Stored items:

################

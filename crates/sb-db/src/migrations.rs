//! Database migration runner.
//!
//! Embeds the SQL migration files at compile time and executes them on
//! database open. All statements use `IF NOT EXISTS` for idempotent re-running.

use crate::SiteDb;
use crate::error::DatabaseError;

/// Initial schema: 3 tables, 6 indexes.
const MIGRATION_001: &str = include_str!("../migrations/001_initial.sql");

impl SiteDb {
    pub(crate) async fn run_migrations(&self) -> Result<(), DatabaseError> {
        self.conn
            .execute_batch(MIGRATION_001)
            .await
            .map_err(|e| DatabaseError::Migration(format!("001_initial: {e}")))?;
        Ok(())
    }
}
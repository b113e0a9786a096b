//! Shared API-key check for `/api` routes.

use axum::extract::{Request, State};
use axum::http::HeaderMap;
use axum::http::header::AUTHORIZATION;
use axum::middleware::Next;
use axum::response::{IntoResponse, Response};

use crate::error::AppError;
use crate::state::AppState;

pub const API_KEY_HEADER: &str = "x-api-key";

pub async fn require_api_key(State(state): State<AppState>, req: Request, next: Next) -> Response {
    let expected = state.settings.api_key.as_str();
    if expected.is_empty() || presented_key(req.headers()) == Some(expected) {
        return next.run(req).await;
    }
    tracing::info!(path = %req.uri().path(), "rejected request without a valid API key");
    AppError::unauthorized().into_response()
}

/// `X-API-Key: <key>` or `Authorization: Bearer <key>`.
fn presented_key(headers: &HeaderMap) -> Option<&str> {
    if let Some(key) = headers.get(API_KEY_HEADER).and_then(|v| v.to_str().ok()) {
        return Some(key.trim());
    }
    headers
        .get(AUTHORIZATION)
        .and_then(|v| v.to_str().ok())
        .and_then(|v| v.strip_prefix("Bearer "))
        .map(str::trim)
}
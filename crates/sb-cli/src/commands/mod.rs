pub mod cert;
pub mod dispatch;
pub mod health;
pub mod personnel;
pub mod schema;
pub mod seed;
pub mod serve;
pub mod shared;
pub mod site;
pub mod stats;
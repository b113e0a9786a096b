use anyhow::Context;
use sb_config::{SiteboardConfig, StoreBackend};

use crate::cli::root_commands::{BackendArg, ServeArgs};

/// Handle `siteboard serve`.
pub async fn handle(args: &ServeArgs, mut config: SiteboardConfig) -> anyhow::Result<()> {
    apply_overrides(args, &mut config);
    config.validate().context("invalid server configuration")?;
    sb_server::start_server(&config)
        .await
        .with_context(|| format!("failed to serve on {}", config.server.bind_addr()))
}

fn apply_overrides(args: &ServeArgs, config: &mut SiteboardConfig) {
    if let Some(ref host) = args.host {
        config.server.host.clone_from(host);
    }
    if let Some(port) = args.port {
        config.server.port = port;
    }
    if let Some(backend) = args.backend {
        config.store.backend = match backend {
            BackendArg::Local => StoreBackend::Local,
            BackendArg::Memory => StoreBackend::Memory,
            BackendArg::Supabase => StoreBackend::Supabase,
        };
    }
    if let Some(ref db) = args.db {
        config.store.path.clone_from(db);
    }
}

#[cfg(test)]
mod tests {
    use super::*;

    #[test]
    fn flags_override_server_and_store() {
        let mut config = SiteboardConfig::default();
        let args = ServeArgs {
            host: Some("0.0.0.0".into()),
            port: Some(9100),
            backend: Some(BackendArg::Memory),
            db: None,
        };
        apply_overrides(&args, &mut config);
        assert_eq!(config.server.bind_addr(), "0.0.0.0:9100");
        assert_eq!(config.store.backend, StoreBackend::Memory);
    }
}
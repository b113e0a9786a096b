//! Query strings for the list endpoints.

use sb_core::filters::{CertificateFilter, PersonnelFilter, SiteFilter};

fn join(pairs: &[(&str, String)]) -> String {
    if pairs.is_empty() {
        return String::new();
    }
    let encoded: Vec<String> = pairs
        .iter()
        .map(|(k, v)| format!("{k}={}", urlencoding::encode(v)))
        .collect();
    format!("?{}", encoded.join("&"))
}

#[must_use]
pub fn sites(filter: &SiteFilter) -> String {
    let mut pairs = Vec::new();
    if let Some(ref company) = filter.company {
        pairs.push(("company", company.clone()));
    }
    if let Some(status) = filter.assignment_status {
        pairs.push(("status", status.to_string()));
    }
    if let Some(state) = filter.state {
        pairs.push(("state", state.to_string()));
    }
    if let Some(limit) = filter.limit {
        pairs.push(("limit", limit.to_string()));
    }
    if let Some(offset) = filter.offset {
        pairs.push(("offset", offset.to_string()));
    }
    join(&pairs)
}

#[must_use]
pub fn search(needle: &str) -> String {
    join(&[("q", needle.to_string())])
}

#[must_use]
pub fn personnel(filter: &PersonnelFilter) -> String {
    let mut pairs = Vec::new();
    if let Some(status) = filter.status {
        pairs.push(("status", status.to_string()));
    }
    if let Some(ref role) = filter.role {
        pairs.push(("role", role.clone()));
    }
    join(&pairs)
}

#[must_use]
pub fn certificates(filter: &CertificateFilter) -> String {
    filter
        .available
        .map(|available| join(&[("available", available.to_string())]))
        .unwrap_or_default()
}

#[cfg(test)]
mod tests {
    use super::*;
    use sb_core::enums::AssignmentStatus;

    #[test]
    fn empty_filters_add_nothing() {
        assert_eq!(sites(&SiteFilter::default()), "");
        assert_eq!(certificates(&CertificateFilter::default()), "");
    }

    #[test]
    fn values_are_encoded() {
        let filter = SiteFilter {
            company: Some("더존 하우징".into()),
            assignment_status: Some(AssignmentStatus::Assigned),
            limit: Some(10),
            ..SiteFilter::default()
        };
        assert_eq!(
            sites(&filter),
            "?company=%EB%8D%94%EC%A1%B4%20%ED%95%98%EC%9A%B0%EC%A7%95&status=assigned&limit=10"
        );
        assert_eq!(search("a&b"), "?q=a%26b");
        assert_eq!(
            certificates(&CertificateFilter {
                available: Some(false)
            }),
            "?available=false"
        );
    }
}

################

> _YOUR OBJECTIVE_:
Sift the data above for lines with "search", then copy each one.

> _OUTPUT FOR THIS EXERCISE_:
pub fn search(needle: &str) -> String {
        assert_eq!(search("a&b"), "?q=a%26b");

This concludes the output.